- **Exercise**
From the line containing "let slot = match cursor" through the last line of the data, return those lines exactly as written and nothing more.
Task input Start Marker
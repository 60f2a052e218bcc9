//! The container data model.
//!
//! A container tree is built from [`Value`] nodes. Two node shapes can hold
//! children:
//!
//! - [`Mapping`]: indexable, addressed by [`Key`] (integer or name), ordered
//! - [`Record`]: assignable, addressed by field name, ordered
//!
//! [`kind`] classifies any value into one of these shapes (or neither) so the
//! path and merge algorithms can dispatch on a closed enum.
//!
//! The [`mapping!`](crate::mapping) and [`record!`](crate::record) macros
//! build literal trees:
//!
//! ```
//! use dotbag::{mapping, record};
//!
//! let tree = record! {
//!     "one" => 1,
//!     "three" => mapping! { 0 => 1, 1 => 2, 3 => mapping![4, 5, 6] },
//! };
//! assert_eq!(tree.len(), 2);
//! ```

pub mod errors;
pub mod key;
pub mod kind;
pub mod mapping;
pub mod record;
pub mod value;

pub use errors::ContainerError;
pub use key::Key;
pub use kind::ContainerKind;
pub use mapping::Mapping;
pub use record::Record;
pub use value::Value;

/// Builds a [`Mapping`].
///
/// `mapping! { k => v, ... }` inserts explicit keys, `mapping![a, b, ...]`
/// builds a list with keys `0..n`.
#[macro_export]
macro_rules! mapping {
    () => {
        $crate::container::Mapping::new()
    };
    ($($key:expr => $value:expr),+ $(,)?) => {{
        let mut mapping = $crate::container::Mapping::new();
        $(mapping.insert($key, $value);)+
        mapping
    }};
    ($($value:expr),+ $(,)?) => {{
        let mut mapping = $crate::container::Mapping::new();
        $(mapping.push($value);)+
        mapping
    }};
}

/// Builds a [`Record`] from `name => value` pairs.
#[macro_export]
macro_rules! record {
    () => {
        $crate::container::Record::new()
    };
    ($($name:expr => $value:expr),+ $(,)?) => {{
        let mut record = $crate::container::Record::new();
        $(record.set($name, $value);)+
        record
    }};
}
//! Walking a path through a container tree.
//!
//! [`descend`] and [`descend_mut`] follow a list of segments from a root value
//! and return a reference to the node they address. Segments are looked up as
//! [`Key`](crate::container::Key)s on a mapping and as field names on a record.
//! A slot holding `Null` counts as missing.
//!
//! The mutable walk can auto-create missing intermediate nodes when given an
//! [`Extension`]. Without one, a missing segment is an error. Created nodes are
//! assembled off-tree and attached only once the whole walk has succeeded, so
//! a failing walk never leaves a partial chain behind.
//!
//! Errors report the segments consumed before the failure:
//!
//! ```
//! use dotbag::container::{ContainerError, Value};
//! use dotbag::{descend::descend, record};
//!
//! let root = Value::from(record! { "one" => record! { "two" => 2 } });
//! assert_eq!(descend(&root, &["one", "two"]), Ok(&Value::from(2)));
//! assert_eq!(
//!     descend(&root, &["one", "three"]),
//!     Err(ContainerError::NoSuchProperty {
//!         property: "three".to_string(),
//!         path: "one".to_string(),
//!     })
//! );
//! ```

use tracing::debug;

use crate::container::{ContainerError, Mapping, Record, Value};
use crate::path;

/// Policy for creating a missing intermediate node during a write.
#[derive(Debug, Clone, Copy)]
pub enum Extension {
    /// Create an empty [`Mapping`]
    EmptyMapping,
    /// Create an empty [`Record`]
    EmptyRecord,
    /// Create whatever the function returns
    Factory(fn() -> Value),
}

impl Extension {
    /// Builds a fresh node according to this policy
    pub fn materialize(&self) -> Value {
        match self {
            Extension::EmptyMapping => Value::Mapping(Mapping::new()),
            Extension::EmptyRecord => Value::Record(Record::new()),
            Extension::Factory(factory) => factory(),
        }
    }
}

/// Follows `segments` from `root` and returns the addressed node.
pub fn descend<'a>(root: &'a Value, segments: &[&str]) -> Result<&'a Value, ContainerError> {
    let mut cursor = root;
    for (depth, segment) in segments.iter().enumerate() {
        cursor = child(cursor, segment, &segments[..depth])?;
    }
    Ok(cursor)
}

/// Returns how many leading segments address existing nodes.
///
/// Fails only when the walk is blocked by a scalar before reaching a missing
/// segment.
pub fn existing_prefix(root: &Value, segments: &[&str]) -> Result<usize, ContainerError> {
    let mut cursor = root;
    for (depth, segment) in segments.iter().enumerate() {
        match child(cursor, segment, &segments[..depth]) {
            Ok(next) => cursor = next,
            Err(err) if err.is_not_found() => return Ok(depth),
            Err(err) => return Err(err),
        }
    }
    Ok(segments.len())
}

/// Follows `segments` from `root` and returns a mutable reference to the
/// addressed node.
///
/// With an extension, every missing segment is created on the way down. On
/// failure the tree is left untouched.
pub fn descend_mut<'a>(
    root: &'a mut Value,
    segments: &[&str],
    extension: Option<&Extension>,
) -> Result<&'a mut Value, ContainerError> {
    if let Some(extension) = extension {
        let present = existing_prefix(root, segments)?;
        if present < segments.len() {
            let branch = grow(segments, present, extension)?;
            attach(root, segments, present, branch)?;
        }
    }
    walk_mut(root, segments, 0)
}

/// Walks to the node at `segments` and runs `apply` on it.
///
/// Missing nodes are created from `extension` as in [`descend_mut`], but they
/// are attached only after `apply` succeeds. A failing `apply` on a new branch
/// therefore leaves `root` exactly as it was.
pub fn descend_with<T, E>(
    root: &mut Value,
    segments: &[&str],
    extension: Option<&Extension>,
    apply: impl FnOnce(&mut Value) -> Result<T, E>,
) -> Result<T, E>
where
    E: From<ContainerError>,
{
    if let Some(extension) = extension {
        let present = existing_prefix(root, segments)?;
        if present < segments.len() {
            let mut branch = grow(segments, present, extension)?;
            let target = walk_mut(&mut branch, segments, present + 1)?;
            let result = apply(target)?;
            attach(root, segments, present, branch)?;
            return Ok(result);
        }
    }
    apply(walk_mut(root, segments, 0)?)
}

/// Walks existing nodes for `segments[start..]`
fn walk_mut<'a>(
    mut cursor: &'a mut Value,
    segments: &[&str],
    start: usize,
) -> Result<&'a mut Value, ContainerError> {
    for (depth, segment) in segments.iter().enumerate().skip(start) {
        cursor = child_mut(cursor, segment, &segments[..depth])?;
    }
    Ok(cursor)
}

/// Builds the detached branch that replaces `segments[present]`.
fn grow(segments: &[&str], present: usize, extension: &Extension) -> Result<Value, ContainerError> {
    let mut branch = extend(extension, segments[present], &segments[..present]);
    let mut cursor = &mut branch;
    for (depth, segment) in segments.iter().enumerate().skip(present + 1) {
        cursor = child_or_extend(cursor, segment, &segments[..depth], extension)?;
    }
    Ok(branch)
}

/// Stores `branch` at `segments[present]`, replacing a missing or null slot.
fn attach(
    root: &mut Value,
    segments: &[&str],
    present: usize,
    branch: Value,
) -> Result<(), ContainerError> {
    let walked = &segments[..present];
    let segment = segments[present];
    let slot = match walk_mut(root, walked, 0)? {
        Value::Mapping(mapping) => mapping.get_or_insert_with(segment, || Value::Null),
        Value::Record(record) => record.get_or_insert_with(segment, || Value::Null),
        other => return Err(cannot_descend(other, walked)),
    };
    *slot = branch;
    Ok(())
}

fn child<'a>(
    cursor: &'a Value,
    segment: &str,
    walked: &[&str],
) -> Result<&'a Value, ContainerError> {
    match cursor {
        Value::Mapping(mapping) => mapping
            .get(segment)
            .filter(|value| !value.is_null())
            .ok_or_else(|| no_such_index(segment, walked)),
        Value::Record(record) => record
            .get(segment)
            .filter(|value| !value.is_null())
            .ok_or_else(|| no_such_property(segment, walked)),
        other => Err(cannot_descend(other, walked)),
    }
}

fn child_mut<'a>(
    cursor: &'a mut Value,
    segment: &str,
    walked: &[&str],
) -> Result<&'a mut Value, ContainerError> {
    match cursor {
        Value::Mapping(mapping) => mapping
            .get_mut(segment)
            .filter(|value| !value.is_null())
            .ok_or_else(|| no_such_index(segment, walked)),
        Value::Record(record) => record
            .get_mut(segment)
            .filter(|value| !value.is_null())
            .ok_or_else(|| no_such_property(segment, walked)),
        other => Err(cannot_descend(other, walked)),
    }
}

fn child_or_extend<'a>(
    cursor: &'a mut Value,
    segment: &str,
    walked: &[&str],
    extension: &Extension,
) -> Result<&'a mut Value, ContainerError> {
    let slot = match cursor {
        Value::Mapping(mapping) => mapping.get_or_insert_with(segment, || Value::Null),
        Value::Record(record) => record.get_or_insert_with(segment, || Value::Null),
        other => return Err(cannot_descend(other, walked)),
    };
    if slot.is_null() {
        *slot = extend(extension, segment, walked);
    }
    Ok(slot)
}

fn extend(extension: &Extension, segment: &str, walked: &[&str]) -> Value {
    let node = extension.materialize();
    debug!(
        segment,
        path = %path::join(walked),
        node = node.type_name(),
        "Creating missing node"
    );
    node
}

fn no_such_index(segment: &str, walked: &[&str]) -> ContainerError {
    ContainerError::NoSuchIndex {
        index: segment.to_string(),
        path: path::join(walked),
    }
}

fn no_such_property(segment: &str, walked: &[&str]) -> ContainerError {
    ContainerError::NoSuchProperty {
        property: segment.to_string(),
        path: path::join(walked),
    }
}

fn cannot_descend(value: &Value, walked: &[&str]) -> ContainerError {
    ContainerError::CannotDescendPath {
        type_name: value.type_name().to_string(),
        path: path::join(walked),
    }
}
Task input End Marker
- **Reply to the task**
    let slot = match cursor {
        Value::Mapping(mapping) => mapping.get_or_insert_with(segment, || Value::Null),
        Value::Record(record) => record.get_or_insert_with(segment, || Value::Null),
        other => return Err(cannot_descend(other, walked)),
    };
    if slot.is_null() {
        *slot = extend(extension, segment, walked);
    }
    Ok(slot)
}

fn extend(extension: &Extension, segment: &str, walked: &[&str]) -> Value {
    let node = extension.materialize();
    debug!(
        segment,
        path = %path::join(walked),
        node = node.type_name(),
        "Creating missing node"
    );
    node
}

fn no_such_index(segment: &str, walked: &[&str]) -> ContainerError {
    ContainerError::NoSuchIndex {
        index: segment.to_string(),
        path: path::join(walked),
    }
}

fn no_such_property(segment: &str, walked: &[&str]) -> ContainerError {
    ContainerError::NoSuchProperty {
        property: segment.to_string(),
        path: path::join(walked),
    }
}

fn cannot_descend(value: &Value, walked: &[&str]) -> ContainerError {
    ContainerError::CannotDescendPath {
        type_name: value.type_name().to_string(),
        path: path::join(walked),
    }
}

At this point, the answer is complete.